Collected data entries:
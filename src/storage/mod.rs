use crate::models::{
    PaginatedResponse,
    courses::{
        entities::{Course, CourseStats, Mentor, MentorBasic, Student, StudentBasic},
        requests::{CourseListQuery, CreateCourseRequest},
    },
    cross_check::{
        entities::{
            HistoricalScore, NewTaskSolutionChecker, TaskSolution, TaskSolutionChecker,
            TaskSolutionResult,
        },
        responses::AssignmentItem,
    },
    task_results::entities::{ScoreInput, TaskResult},
    tasks::{
        entities::{CourseTask, Task},
        requests::{CreateCourseTaskRequest, CreateTaskRequest},
    },
    users::{entities::User, requests::CreateUserRequest},
};

use crate::errors::Result;

pub mod sea_orm_storage;

use std::sync::Arc;

/// 按配置创建存储后端并完成迁移
pub async fn create_storage() -> Result<Arc<dyn Storage>> {
    let storage = sea_orm_storage::SeaOrmStorage::new_async().await?;
    Ok(Arc::new(storage))
}

#[async_trait::async_trait]
pub trait Storage: Send + Sync {
    /// 用户管理方法
    // 创建用户（password 字段须已是哈希值）
    async fn create_user(&self, user: CreateUserRequest) -> Result<User>;
    // 通过ID获取用户信息
    async fn get_user_by_id(&self, id: i64) -> Result<Option<User>>;
    // 通过 GitHub ID 获取用户信息
    async fn get_user_by_github_id(&self, github_id: &str) -> Result<Option<User>>;
    // 通过用户名或 GitHub ID 获取用户信息
    async fn get_user_by_login(&self, identifier: &str) -> Result<Option<User>>;
    // 更新用户最后登录时间
    async fn update_last_login(&self, id: i64) -> Result<bool>;
    // 统计用户数量
    async fn count_users(&self) -> Result<u64>;

    /// 课程管理方法
    async fn create_course(&self, course: CreateCourseRequest) -> Result<Course>;
    async fn get_course_by_id(&self, course_id: i64) -> Result<Option<Course>>;
    async fn get_course_by_alias(&self, alias: &str) -> Result<Option<Course>>;
    async fn list_courses_with_pagination(
        &self,
        query: CourseListQuery,
    ) -> Result<PaginatedResponse<Course>>;
    // 课程学生与导师的统计
    async fn get_course_stats(&self, course_id: i64) -> Result<CourseStats>;

    /// 学生与导师
    async fn enroll_student(
        &self,
        course_id: i64,
        user_id: i64,
        mentor_id: Option<i64>,
    ) -> Result<Student>;
    async fn get_student_by_id(&self, student_id: i64) -> Result<Option<Student>>;
    // 通过 GitHub ID 查询课程中的学生
    async fn get_student_by_github_id(
        &self,
        course_id: i64,
        github_id: &str,
    ) -> Result<Option<Student>>;
    async fn get_student_by_user_id(&self, course_id: i64, user_id: i64)
    -> Result<Option<Student>>;
    async fn list_course_students(&self, course_id: i64) -> Result<Vec<StudentBasic>>;
    async fn update_student_status(
        &self,
        student_id: i64,
        is_expelled: bool,
    ) -> Result<Option<Student>>;
    async fn add_mentor(&self, course_id: i64, user_id: i64, max_students: i32) -> Result<Mentor>;
    async fn get_mentor_by_github_id(
        &self,
        course_id: i64,
        github_id: &str,
    ) -> Result<Option<Mentor>>;
    async fn list_course_mentors(&self, course_id: i64) -> Result<Vec<MentorBasic>>;

    /// 任务管理方法
    async fn create_task(&self, task: CreateTaskRequest) -> Result<Task>;
    async fn get_task_by_id(&self, task_id: i64) -> Result<Option<Task>>;
    async fn create_course_task(
        &self,
        course_id: i64,
        req: CreateCourseTaskRequest,
    ) -> Result<CourseTask>;
    async fn get_course_task(&self, course_task_id: i64) -> Result<Option<CourseTask>>;
    async fn list_course_tasks(&self, course_id: i64) -> Result<Vec<CourseTask>>;

    /// 互评：作业与分配
    async fn get_task_solution(
        &self,
        student_id: i64,
        course_task_id: i64,
    ) -> Result<Option<TaskSolution>>;
    // 创建或更新作业链接
    async fn save_task_solution(
        &self,
        student_id: i64,
        course_task_id: i64,
        url: &str,
    ) -> Result<TaskSolution>;
    // 尚未分配评审人的作业
    async fn get_task_solutions_without_checker(
        &self,
        course_task_id: i64,
    ) -> Result<Vec<TaskSolution>>;
    // 在同一事务中批量写入分配记录
    async fn create_task_solution_checkers(
        &self,
        checkers: Vec<NewTaskSolutionChecker>,
    ) -> Result<Vec<TaskSolutionChecker>>;
    async fn get_task_solution_checker(
        &self,
        student_id: i64,
        checker_id: i64,
        course_task_id: i64,
    ) -> Result<Option<TaskSolutionChecker>>;
    // checker 需要评审的作业
    async fn get_task_solution_assignments(
        &self,
        checker_id: i64,
        course_task_id: i64,
    ) -> Result<Vec<AssignmentItem>>;

    /// 互评：评分
    async fn get_task_solution_result(
        &self,
        student_id: i64,
        checker_id: i64,
        course_task_id: i64,
    ) -> Result<Option<TaskSolutionResult>>;
    // 首次评分插入记录，之后追加历史并覆盖当前分数
    async fn save_task_solution_result(
        &self,
        student_id: i64,
        checker_id: i64,
        course_task_id: i64,
        entry: HistoricalScore,
    ) -> Result<TaskSolutionResult>;
    // 某学生收到的全部评分
    async fn list_task_solution_results_for_student(
        &self,
        student_id: i64,
        course_task_id: i64,
    ) -> Result<Vec<TaskSolutionResult>>;
    async fn list_task_solution_results(
        &self,
        course_task_id: i64,
    ) -> Result<Vec<TaskSolutionResult>>;

    /// 成绩总表
    async fn get_task_result(
        &self,
        student_id: i64,
        course_task_id: i64,
    ) -> Result<Option<TaskResult>>;
    async fn save_score(
        &self,
        student_id: i64,
        course_task_id: i64,
        input: ScoreInput,
    ) -> Result<TaskResult>;
    // 在同一事务中写入多条成绩，返回写入条数
    async fn save_scores(&self, course_task_id: i64, scores: Vec<(i64, ScoreInput)>)
    -> Result<usize>;
}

▸ **Task directions**: A single number is expected: how many lines in the entries above hold the word "entities".

▸ **Answer**: 5